Renewable energy sector-related exchange traded funds could benefit from President Joe Biden’s proposed infrastructure spending plan.
Biden has outlined a $2.3 trillion infrastructure plan that would expand subsidies to the renewable energy sector and address key bottlenecks impeding the shift to a green energy grid, the Wall Street Journal reports.
Specifically, the plan would create new tax credits to support the construction of high-voltage transmission lines, a major hurdle in the expansion of renewable energy. Additionally, it includes a proposed 10-year extension of wind, solar, and battery tax credits, which are currently set to expire in coming years.
Tax credits have “been very effective at reducing costs for wind and solar, and they could do the same for transmission,” Trey Ward, chief executive of Direct Connect Development Co., told the WSJ. “It is very simple: If you want more renewables, you need more transmission.”
Renewable energy companies were encouraged by the proposed extension of the tax credits and the push toward green energy.
“It will really unlock more markets in the United States where we’re just scratching the surface,” Suzanne Leta, head of policy and strategy for SunPower Corp., told the WSJ.
Biden argued that the spending plan is “a once-in-a-generation investment in America.”
“We need to do this or we’re never going to be able to hit decarbonization plans,” Nat Kreamer, chief executive of Advanced Energy Economy, told the WSJ.
State Street’s Green Suite
As a way to help investors tap into socially responsible investment opportunities, State Street Global Advisors offers a suite of socially responsible and ESG-related ETFs. For example, the SPDR Kensho Clean Power ETF (CNRG) seeks to provide exposure to the clean power industry in terms of both generation and underlying technology. Alternative energy sources are an increasingly important part of the power generation conversation.
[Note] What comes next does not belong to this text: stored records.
//! Built-in defaults for the chains the relay has been deployed on.

/// Defaults for one chain. Every field can be overridden from the
/// environment.
#[derive(Debug, Clone, PartialEq)]
pub struct ChainProfile {
    pub chain_id: u64,
    pub name: &'static str,
    /// Primary endpoint first; all of them receive broadcasts.
    pub rpc_urls: &'static [&'static str],
    pub max_gas_gwei: Option<f64>,
    /// Node does not accept EIP-1559 transactions.
    pub legacy_gas: bool,
}

const KNOWN_CHAINS: &[ChainProfile] = &[
    ChainProfile {
        chain_id: 8453,
        name: "base",
        rpc_urls: &["https://mainnet.base.org"],
        max_gas_gwei: Some(2.0),
        legacy_gas: false,
    },
    ChainProfile {
        chain_id: 84531,
        name: "base-goerli",
        rpc_urls: &["https://goerli.base.org"],
        max_gas_gwei: Some(2.0),
        legacy_gas: false,
    },
    ChainProfile {
        chain_id: 43114,
        name: "avalanche",
        rpc_urls: &[
            "https://api.avax.network/ext/bc/C/rpc",
            "https://rpc.ankr.com/avalanche",
            "https://avalanche.blockpi.network/v1/rpc/public",
            "https://avalanche-c-chain.publicnode.com",
            "https://ava-mainnet.public.blastapi.io/ext/bc/C/rpc",
            "https://1rpc.io/avax/c",
        ],
        max_gas_gwei: Some(100.0),
        legacy_gas: false,
    },
    ChainProfile {
        chain_id: 43113,
        name: "avalanche-fuji",
        rpc_urls: &[
            "https://api.avax-test.network/ext/bc/C/rpc",
            "https://rpc.ankr.com/avalanche_fuji",
            "https://avalanche-fuji.blockpi.network/v1/rpc/public",
        ],
        max_gas_gwei: Some(40.0),
        legacy_gas: false,
    },
    ChainProfile {
        chain_id: 5000,
        name: "mantle",
        rpc_urls: &["https://rpc.mantle.xyz"],
        max_gas_gwei: None,
        legacy_gas: true,
    },
    ChainProfile {
        chain_id: 336,
        name: "mevm-devnet",
        rpc_urls: &["https://mevm.devnet.m1.movementlabs.xyz/v1"],
        max_gas_gwei: None,
        legacy_gas: false,
    },
    ChainProfile {
        chain_id: 132008,
        name: "btc-l1",
        rpc_urls: &["https://rpc.bitcoinl1.net/main/evm/132008"],
        max_gas_gwei: Some(0.002),
        legacy_gas: false,
    },
    ChainProfile {
        chain_id: 10143,
        name: "monad-testnet",
        rpc_urls: &["https://testnet-rpc.monad.xyz"],
        max_gas_gwei: Some(60.0),
        legacy_gas: false,
    },
    ChainProfile {
        chain_id: 6342,
        name: "megaeth-testnet",
        rpc_urls: &["https://carrot.megaeth.com/rpc"],
        max_gas_gwei: Some(0.003),
        legacy_gas: false,
    },
];

pub fn lookup(chain_id: u64) -> Option<&'static ChainProfile> {
    KNOWN_CHAINS.iter().find(|c| c.chain_id == chain_id)
}

/// Endpoint list with `primary` moved to the front.
pub fn endpoints_with_primary(primary: Option<&str>, others: &[String]) -> Vec<String> {
    let mut out = Vec::with_capacity(others.len() + 1);
    if let Some(primary) = primary {
        out.push(primary.to_string());
    }
    for url in others {
        if !out.contains(url) {
            out.push(url.clone());
        }
    }
    out
}

#[cfg(test)]
mod tests {
    use super::*;

    #[test]
    fn mantle_uses_legacy_gas() {
        let mantle = lookup(5000).unwrap();
        assert!(mantle.legacy_gas);
        assert!(mantle.max_gas_gwei.is_none());
    }

    #[test]
    fn chain_ids_are_unique() {
        for (i, a) in KNOWN_CHAINS.iter().enumerate() {
            assert!(KNOWN_CHAINS[i + 1..].iter().all(|b| b.chain_id != a.chain_id));
        }
    }

    #[test]
    fn primary_override_goes_first_without_duplicates() {
        let others = vec!["https://a".to_string(), "https://b".to_string()];
        assert_eq!(
            endpoints_with_primary(Some("https://b"), &others),
            vec!["https://b", "https://a"]
        );
        assert_eq!(endpoints_with_primary(None, &others), others);
    }

    #[test]
    fn unknown_chain() {
        assert!(lookup(1).is_none());
    }
}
The SPDR S&P 500 ESG ETF (EFIV) enhances both SPDR’s ESG and S&P 500 ETF offerings, helping investors incorporate ESG while achieving a risk and return profile comparable to the S&P 500. The ETF tracks the S&P 500 ESG Index, which is designed to measure the performance of securities meeting certain sustainability criteria (i.e. criteria related to environmental, social, and governance factors) while maintaining a similar overall industry group weight as the S&P 500 Index.
The firm’s SPDR S&P 500 Fossil Fuel Free ETF (SPYX) tries to allow climate change-conscious investors to align the core of their investment strategy with their values by eliminating companies that own fossil fuel reserves from the S&P 500.
Finally, the SPDR MSCI ACWI Low Carbon Target ETF (NYSEArca: LOWC) targets the MSCI ACWI Low Carbon Target Index, which tries to address carbon exposure by overweighting companies with low carbon emissions relative to sales and per dollar of market capitalization, as compared to the broader market. LOWC was created for the U.N. Joint Staff Pension Fund.